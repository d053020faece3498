use std::ops::Range;

use serde::Serialize;

/// Width a tab character occupies when computing display columns.
pub const TAB_WIDTH: u32 = 4;

/// Byte-offset span into a source file. Start is inclusive, end is exclusive.
///
/// Spans stay as raw byte offsets through lexing, parsing, and checking.
/// Line/column pairs are only computed when a diagnostic is rendered, via
/// [`LineIndex`].
#[derive(Debug, Clone, Copy, PartialEq, Eq, Hash, Default, Serialize)]
pub struct Span {
    pub start: u32,
    pub end: u32,
}

impl Span {
    pub fn new(start: u32, end: u32) -> Self {
        debug_assert!(start <= end, "span start ({start}) must be <= end ({end})");
        Self { start, end }
    }

    /// Zero-width span at `offset`.
    pub fn point(offset: u32) -> Self {
        Self::new(offset, offset)
    }

    pub fn len(&self) -> u32 {
        self.end - self.start
    }

    pub fn is_empty(&self) -> bool {
        self.start == self.end
    }

    /// Smallest span covering both `self` and `other`.
    pub fn merge(self, other: Span) -> Span {
        Span {
            start: self.start.min(other.start),
            end: self.end.max(other.end),
        }
    }

    /// Byte range, widened to at least one byte so renderers always have
    /// something to underline.
    pub fn range(&self) -> Range<usize> {
        let start = self.start as usize;
        let end = (self.end as usize).max(start + 1);
        start..end
    }
}

/// Line starts plus the offsets of characters that do not occupy exactly one
/// column, for one source file.
///
/// Columns are 1-based and count characters: a tab is [`TAB_WIDTH`] columns,
/// a multi-byte UTF-8 character is one.
#[derive(Debug, Clone)]
pub struct LineIndex {
    line_starts: Vec<u32>,
    tabs: Vec<u32>,
    /// Offset of each multi-byte character and its length minus one.
    wide_chars: Vec<(u32, u32)>,
}

impl LineIndex {
    pub fn new(source: &str) -> Self {
        let mut line_starts = vec![0u32];
        let mut tabs = Vec::new();
        let mut wide_chars = Vec::new();
        for (i, c) in source.char_indices() {
            let i = i as u32;
            match c {
                '\n' => line_starts.push(i + 1),
                '\t' => tabs.push(i),
                _ if c.len_utf8() > 1 => wide_chars.push((i, c.len_utf8() as u32 - 1)),
                _ => {}
            }
        }
        Self {
            line_starts,
            tabs,
            wide_chars,
        }
    }

    /// Convert a byte offset to a 1-based (line, column) pair.
    pub fn line_col(&self, offset: u32) -> (u32, u32) {
        // partition_point yields the first line starting after `offset`.
        let line_idx = self
            .line_starts
            .partition_point(|&start| start <= offset)
            .saturating_sub(1);
        let line_start = self.line_starts[line_idx];

        let tabs_before = self.tabs.partition_point(|&t| t < offset)
            - self.tabs.partition_point(|&t| t < line_start);
        let wide = &self.wide_chars[self.wide_chars.partition_point(|&(w, _)| w < line_start)
            ..self.wide_chars.partition_point(|&(w, _)| w < offset)];
        let extra_bytes: u32 = wide.iter().map(|&(_, extra)| extra).sum();

        let col = offset - line_start - extra_bytes + 1 + tabs_before as u32 * (TAB_WIDTH - 1);
        ((line_idx as u32) + 1, col)
    }

    pub fn line_count(&self) -> usize {
        self.line_starts.len()
    }
}

#[cfg(test)]
mod tests {
    use super::*;

    #[test]
    fn span_len_and_empty() {
        let span = Span::new(5, 10);
        assert_eq!(span.len(), 5);
        assert!(!span.is_empty());
        assert!(Span::point(3).is_empty());
    }

    #[test]
    fn span_merge_covers_both() {
        let merged = Span::new(5, 10).merge(Span::new(8, 15));
        assert_eq!(merged, Span::new(5, 15));
    }

    #[test]
    fn empty_span_range_is_widened() {
        assert_eq!(Span::point(4).range(), 4..5);
        assert_eq!(Span::new(2, 6).range(), 2..6);
    }

    #[test]
    fn line_col_across_lines() {
        let idx = LineIndex::new("func\nlet x\n");
        assert_eq!(idx.line_col(0), (1, 1));
        assert_eq!(idx.line_col(4), (1, 5));
        assert_eq!(idx.line_col(5), (2, 1));
        assert_eq!(idx.line_col(9), (2, 5));
        assert_eq!(idx.line_count(), 3);
    }

    #[test]
    fn tabs_count_as_four_columns() {
        let idx = LineIndex::new("a\n\t\tx");
        // 'x' sits after two tabs on line 2.
        assert_eq!(idx.line_col(4), (2, 9));
        // Tabs on an earlier line do not shift columns.
        let idx = LineIndex::new("\t\nx");
        assert_eq!(idx.line_col(2), (2, 1));
    }

    #[test]
    fn multibyte_chars_are_one_column() {
        let idx = LineIndex::new("/* \u{00E9} */ x\n\u{1F600}\ty");
        // 'x' is the 9th character; the two-byte 'é' puts it at byte 9.
        assert_eq!(idx.line_col(9), (1, 9));
        // A 4-byte char then a tab: 'y' sits at column 1 + 1 + 4.
        assert_eq!(idx.line_col(16), (2, 6));
    }
}
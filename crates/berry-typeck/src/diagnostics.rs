//! Rendering of diagnostics for humans and tools.
//!
//! Three formats are supported: ariadne reports with a labelled source
//! excerpt, the one-line `[module] path:line:col: message` form, and one
//! JSON object per diagnostic.

use std::ops::Range;

use ariadne::{Color, Config, Label, Report, ReportKind, Source};

use berry_common::diagnostic::{Category, Diagnostic};

/// How diagnostics are rendered.
#[derive(Clone, Copy, Debug, PartialEq, Eq)]
pub struct DiagnosticOptions {
    /// Emit ANSI colors in ariadne output.
    pub color: bool,
    /// Emit JSON instead of ariadne output.
    pub json: bool,
}

impl DiagnosticOptions {
    pub fn colorless() -> Self {
        DiagnosticOptions {
            color: false,
            json: false,
        }
    }

    pub fn json_mode() -> Self {
        DiagnosticOptions {
            color: false,
            json: true,
        }
    }
}

impl Default for DiagnosticOptions {
    fn default() -> Self {
        DiagnosticOptions {
            color: true,
            json: false,
        }
    }
}

fn label(category: Category) -> &'static str {
    match category {
        Category::Lexical => "malformed token",
        Category::Syntax => "unexpected here",
        Category::Name => "in this name",
        Category::TypeMismatch => "type does not match",
        Category::UnsupportedOperation => "operation not supported",
        Category::Cast => "cannot be cast",
        Category::Arity => "wrong number of arguments",
        Category::Inference => "type cannot be inferred",
        Category::Metadata => "invalid metadata",
    }
}

fn help(diag: &Diagnostic) -> Option<&'static str> {
    match diag.category {
        Category::Inference if diag.message.contains("untyped null") => {
            Some("cast the null to a concrete type with `as`")
        }
        Category::Inference => Some("add a type label"),
        Category::Cast => Some("only numbers, booleans and pointers to the same type can be cast"),
        _ => None,
    }
}

/// Render `diag` in the format selected by `opts`. `source` is the text of
/// the file the diagnostic points into.
pub fn render_diagnostic(diag: &Diagnostic, source: &str, opts: &DiagnosticOptions) -> String {
    if opts.json {
        return render_json(diag);
    }

    let range = clamp(diag.span.range(), source.len());
    let config = Config::default().with_color(opts.color);
    let mut builder = Report::<Range<usize>>::build(ReportKind::Error, range.clone())
        .with_code(diag.code())
        .with_message(&diag.message)
        .with_config(config)
        .with_label(
            Label::new(range)
                .with_message(label(diag.category))
                .with_color(Color::Red),
        );
    if let Some(help) = help(diag) {
        builder.set_help(help);
    }

    let mut buf = Vec::new();
    match builder.finish().write(Source::from(source), &mut buf) {
        Ok(()) => {
            let rendered = String::from_utf8_lossy(&buf).into_owned();
            format!("{}:{}:{}\n{rendered}", diag.path, diag.line, diag.col)
        }
        Err(err) => {
            tracing::warn!(%err, "ariadne rendering failed");
            render_plain(diag)
        }
    }
}

/// `[module] path:line:col: message`
pub fn render_plain(diag: &Diagnostic) -> String {
    diag.to_string()
}

/// One line of JSON.
pub fn render_json(diag: &Diagnostic) -> String {
    serde_json::json!({
        "code": diag.code(),
        "severity": "error",
        "category": diag.category,
        "message": diag.message,
        "module": diag.module,
        "file": diag.path,
        "line": diag.line,
        "column": diag.col,
        "spans": [{
            "start": diag.span.start,
            "end": diag.span.end,
            "label": label(diag.category),
        }],
    })
    .to_string()
}

/// Keep a range inside the source and at least one byte wide when the
/// source allows it.
fn clamp(range: Range<usize>, len: usize) -> Range<usize> {
    let start = range.start.min(len);
    let end = range.end.min(len).max(start);
    if start == end {
        start..(end + 1).min(len)
    } else {
        start..end
    }
}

----------

Work task: Bring together all lines in the records where the word "PartialEq" is found.

Task output:
#[derive(Debug, Clone, Copy, PartialEq, Eq, Hash, Default, Serialize)]
#[derive(Clone, Copy, Debug, PartialEq, Eq)]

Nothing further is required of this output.